Paulo Roberto Riscado Júnior, procurador da Procuradoria-Geral da Fazenda Nacional (PGFN), órgão responsável por defender a União nas discussões tributárias, diz que houve um planejamento com o fim específico de afastar o pagamento de PIS e Cofins sobre as vendas das concessionárias. Segundo ele, ficou demonstrado que as operações, embora formalizadas via internet, eram na verdade efetivadas por meio da concessionária, com a ida do comprador à loja no momento da compra, do pagamento ou da retirada do veículo.

A GM chegou a divulgar aos consumidores algumas vantagens da venda pela rede. A montadora dizia que a internet propiciava o faturamento direto, com nota fiscal emitida pela fabricante do Celta em nome do comprador. "É dessa forma que os impostos que são normalmente recolhidos nas operações convencionais de vendas são reduzidos, resultando em preço menor para o consumidor", explicou a empresa em divulgação da época.

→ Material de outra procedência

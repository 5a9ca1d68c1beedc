//! Helpdesk ticketing adapters

pub mod connectwise;

pub use connectwise::ConnectWiseClient;
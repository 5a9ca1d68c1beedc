//! # SheetSync Core
//!
//! Pure business logic layer - no infrastructure dependencies.
//!
//! This crate contains:
//! - Port/adapter interfaces (traits) for the sheet store, ERP, helpdesk,
//!   carriers, notifications and the clock
//! - The reconciliation driver and its failure classifier
//! - The ticket data, serial number, tracking and helper-sheet jobs
//! - Job scheduling and the run failure report
//!
//! ## Architecture Principles
//! - Only depends on `sheetsync-common` and `sheetsync-domain`
//! - No database, HTTP, or platform code
//! - All external dependencies via traits

pub mod jobs;
pub mod reconcile;

// Infrastructure ports
pub mod carrier_ports;
pub mod clock;
pub mod erp_ports;
pub mod notification_ports;
pub mod sheet_ports;
pub mod ticketing_ports;

pub use carrier_ports::CarrierTracker;
pub use clock::{Clock, SystemClock};
pub use erp_ports::ErpRepository;
pub use jobs::{
    retry_policy, tracking_label, ClearHelperSheetsJob, FailureDigest, JobRunner, RunReport,
    Schedule, SerialNumberJob, SyncJob, TicketDataJob, TrackingJob, CLEAR_HELPERS_LABEL,
    SERIAL_NUMBER_LABEL, TICKET_DATA_LABEL,
};
pub use notification_ports::Notifier;
pub use reconcile::{
    BatchReport, BatchSummary, EscalationIndex, ReconciliationDriver, RecordOutcome,
    RowReconciler, SheetApiClassifier,
};
pub use sheet_ports::{SheetStore, MAX_DELETE_BATCH};
pub use ticketing_ports::TicketingApi;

A montadora dizia que o sistema tornava a entrega mais rápida e alterava o seu custo, "porque o faturamento é direto da fábrica para o consumidor, o que diminui impostos sobre a operação tradicional, como o PIS e a Cofins, com redução no preço final do veículo que pode ficar entre 5% e 7%".

Tércio Chiavassa, que representa a GM no processo, diz que, nos casos em que houve faturamento direto da montadora para o comprador, o veículo sempre foi vendido pelo site da General Motors, independentemente da ida do consumidor final para fazer o pedido do veículo ou para sua retirada. "Ficamos espantados com essa autuação fiscal. O PIS e Cofins devidos foram pagos em todas as operações próprias da montadora e em todas as operações próprias da concessionária."

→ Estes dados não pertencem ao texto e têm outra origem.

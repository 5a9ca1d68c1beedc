//! Error types used throughout the application

use serde::{Deserialize, Serialize};
use sheetsync_common::error::{ErrorClassification, ErrorSeverity};
use thiserror::Error;

/// Sheet API error code returned when requests are being throttled.
pub const RATE_LIMIT_ERROR_CODE: u32 = 4003;

/// Main error type for SheetSync
#[derive(Error, Debug, Clone, PartialEq, Eq, Serialize, Deserialize)]
#[serde(tag = "type", content = "message")]
pub enum SheetSyncError {
    #[error("{}", render_api_error(.service, .status, .code, .message))]
    Api { service: String, status: Option<u16>, code: Option<u32>, message: String },

    #[error("Database error: {0}")]
    Database(String),

    #[error("Configuration error: {0}")]
    Config(String),

    #[error("Network error: {0}")]
    Network(String),

    #[error("Not found: {0}")]
    NotFound(String),

    #[error("Invalid input: {0}")]
    InvalidInput(String),

    #[error("Notification error: {0}")]
    Notification(String),

    #[error("Internal error: {0}")]
    Internal(String),

    #[error(transparent)]
    Batch(BatchFailure),
}

/// Result type alias for SheetSync operations
pub type Result<T> = std::result::Result<T, SheetSyncError>;

fn render_api_error(
    service: &str,
    status: &Option<u16>,
    code: &Option<u32>,
    message: &str,
) -> String {
    match (status, code) {
        (Some(status), Some(code)) => {
            format!("{service} API error (HTTP {status}, code {code}): {message}")
        }
        (Some(status), None) => format!("{service} API error (HTTP {status}): {message}"),
        (None, Some(code)) => format!("{service} API error (code {code}): {message}"),
        (None, None) => format!("{service} API error: {message}"),
    }
}

impl SheetSyncError {
    pub fn api(
        service: impl Into<String>,
        status: Option<u16>,
        code: Option<u32>,
        message: impl Into<String>,
    ) -> Self {
        Self::Api { service: service.into(), status, code, message: message.into() }
    }

    /// True for the sheet API's throttling error code.
    pub fn is_rate_limited(&self) -> bool {
        matches!(self, Self::Api { code: Some(RATE_LIMIT_ERROR_CODE), .. })
    }

    /// True for API errors carrying an HTTP 5xx status.
    pub fn is_server_error(&self) -> bool {
        matches!(self, Self::Api { status: Some(500..=599), .. })
    }
}

impl ErrorClassification for SheetSyncError {
    fn is_retryable(&self) -> bool {
        self.is_rate_limited() || self.is_server_error()
    }

    fn severity(&self) -> ErrorSeverity {
        match self {
            _ if self.is_rate_limited() => ErrorSeverity::Warning,
            Self::NotFound(_) => ErrorSeverity::Info,
            Self::Internal(_) => ErrorSeverity::Critical,
            _ => ErrorSeverity::Error,
        }
    }
}

/// One record that could not be reconciled.
#[derive(Debug, Clone, PartialEq, Eq, Serialize, Deserialize)]
pub struct RecordFailure {
    pub key: String,
    pub error: String,
}

impl RecordFailure {
    pub fn new(key: impl Into<String>, error: impl ToString) -> Self {
        Self { key: key.into(), error: error.to_string() }
    }
}

impl std::fmt::Display for RecordFailure {
    fn fmt(&self, f: &mut std::fmt::Formatter<'_>) -> std::fmt::Result {
        write!(f, "Ticket: {} - {}", self.key, self.error)
    }
}

/// Aggregate failure raised once at the end of a batch.
#[derive(Error, Debug, Clone, PartialEq, Eq, Serialize, Deserialize)]
#[error("Errors occurred in {} record(s):\n{}", .failures.len(), render_failures(.failures))]
pub struct BatchFailure {
    pub failures: Vec<RecordFailure>,
}

fn render_failures(failures: &[RecordFailure]) -> String {
    failures.iter().map(ToString::to_string).collect::<Vec<_>>().join("\n")
}

impl BatchFailure {
    pub fn keys(&self) -> impl Iterator<Item = &str> {
        self.failures.iter().map(|f| f.key.as_str())
    }
}

impl From<BatchFailure> for SheetSyncError {
    fn from(failure: BatchFailure) -> Self {
        Self::Batch(failure)
    }
}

A vantagem tributária anunciada pela montadora não durou muito tempo. Em novembro de 2002, o sistema de pagamento do PIS e Cofins sobre veículos foi alterado. Em vez da aplicação da substituição tributária e do recolhimento cumulativo das duas contribuições, o PIS e Cofins passaram a ser pagos no sistema monofásico. A montadora passou a calcular o PIS e Cofins devidos por toda a cadeia produtiva a 8,26% sobre seu faturamento. A nova forma de recolhimento tirou a grande vantagem tributária da venda direta ao consumidor final pelas indústrias de veículos, já que, de qualquer forma, seriam cobrados 8,26% de PIS e Cofins sobre o faturamento das montadoras.

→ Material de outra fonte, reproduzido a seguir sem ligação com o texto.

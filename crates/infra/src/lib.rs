//! # SheetSync Infrastructure
//!
//! Infrastructure implementations of core domain ports.
//!
//! This crate contains:
//! - The Smartsheet sheet store client
//! - The ConnectWise helpdesk client
//! - UPS and FedEx tracking clients
//! - The PostgreSQL ERP repository
//! - Failure notifiers
//! - Configuration loading and logging setup
//!
//! ## Architecture
//! - Implements traits defined in `sheetsync-core`
//! - Contains all "impure" code (HTTP, database, filesystem)

pub mod carriers;
pub mod config;
pub mod erp;
pub mod errors;
pub mod http;
pub mod logging;
pub mod notify;
pub mod sheets;
pub mod ticketing;

// Re-export commonly used items
pub use carriers::{configured_trackers, FedExTracker, UpsTracker};
pub use erp::PostgresErpRepository;
pub use errors::InfraError;
pub use http::{HttpClient, HttpClientBuilder};
pub use logging::init_logging;
pub use notify::{notifier_for, LogNotifier, WebhookNotifier};
pub use sheets::SmartsheetClient;
pub use ticketing::ConnectWiseClient;
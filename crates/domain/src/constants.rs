//! Application constants
//!
//! Status strings, column titles and messages shared by the jobs.

// Order sheet column titles
pub const EQUIPMENT_TICKET_COLUMN: &str = "Equipment Ticket";
pub const REQUESTED_SHIP_COLUMN: &str = "Requested Ship";
pub const STATUS_COLUMN: &str = "Status";
pub const ORIGINATOR_COLUMN: &str = "Originator";
pub const ESCALATED_ORDER_COLUMN: &str = "Escalated Order";
pub const EQUIPMENT_TYPE_COLUMN: &str = "Equipment Type";
pub const SERIAL_NUMBERS_COLUMN: &str = "Serial Number(s)";
pub const MAC_CHECK_COLUMN: &str = "MAC Check";

// ERP queues
pub const READY_TO_INVOICE_QUEUE: &str = "RDY TO INVOICE";
pub const READY_TO_INVOICE_RAW_QUEUES: [&str; 2] = ["RDY TO INVOICE", "RDY TO INV"];
pub const NO_TRACKING_QUEUES: [&str; 5] = ["RDY TO INVOICE", "RDY TO INV", "Q", "Q2", "INVOICE"];
pub const DEFAULT_CONFIGURATION_QUEUES: [&str; 5] =
    ["CONFIG LAB", "PROV CONFIG", "FORTINET CONFIG", "MOBILITY CONFIG", "VOIP CONFIG"];

// Sheet statuses
pub const SENT_TO_SHIPPING_STATUS: &str = "Sent to Shipping";
pub const ALLOCATED_STATUS: &str = "Allocated";
pub const ALLOCATABLE_STATUSES: [&str; 5] =
    ["Allocated", "Pending Allocation", "Unworked", "Equipment ON ORDER", "Pending SO"];
pub const TICKET_NOT_FOUND_STATUS: &str = "Ticket not found";
pub const DELIVERED_STATUS: &str = "Delivered";
pub const RETURNED_TO_SENDER_STATUS: &str = "Returned to sender";

// Serial job
pub const PHONES_EQUIPMENT_TYPE: &str = "Algo/ATA/Phones";
pub const MAC_CHECK_REQUIRED: &str = "CHECK MAC ADDRESSES";
pub const MAC_CHECK_COMPLETE: &str = "MAC check complete";

/// Local hour from which invoice-ready orders are marked as sent.
pub const SENT_TO_SHIPPING_HOUR: u32 = 18;

pub const READY_NO_TRACKING_MESSAGE: &str = "RDY TO INVOICE - No tracking available. This may be a \
     partial shipment. Tracking may be associated with another ticket number.";

pub const SHIPMENT_NOT_LOCATED_MESSAGE: &str = "We could not locate the shipment details for this \
     tracking number. Details are only available for shipments made within the last 120 days. \
     Please check your information.";

/// Lower-cased statuses the tracking job never revisits.
pub fn terminal_tracking_statuses() -> [String; 5] {
    [
        TICKET_NOT_FOUND_STATUS.to_lowercase(),
        DELIVERED_STATUS.to_lowercase(),
        RETURNED_TO_SENDER_STATUS.to_lowercase(),
        READY_NO_TRACKING_MESSAGE.to_lowercase(),
        SHIPMENT_NOT_LOCATED_MESSAGE.to_lowercase(),
    ]
}

// Notifications
pub const FAILURE_NOTIFICATION_SUBJECT: &str = "Automation Failure";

Coincidentemente, as vendas pela internet, concentradas à época no Celta, deixaram de ser, gradativamente, uma aposta da GM. Atualmente, informa a assessoria de imprensa, a companhia não efetua mais vendas por meio eletrônico. O consumidor interessado no Celta ou em qualquer outro modelo da montadora usa a internet apenas para montar um veículo virtual e verificar os equipamentos opcionais disponíveis, por exemplo. O potencial comprador também pode consultar na web as possibilidades de financiamento do veículo. Para fechar negócio, porém, o consumidor precisa ir à concessionária.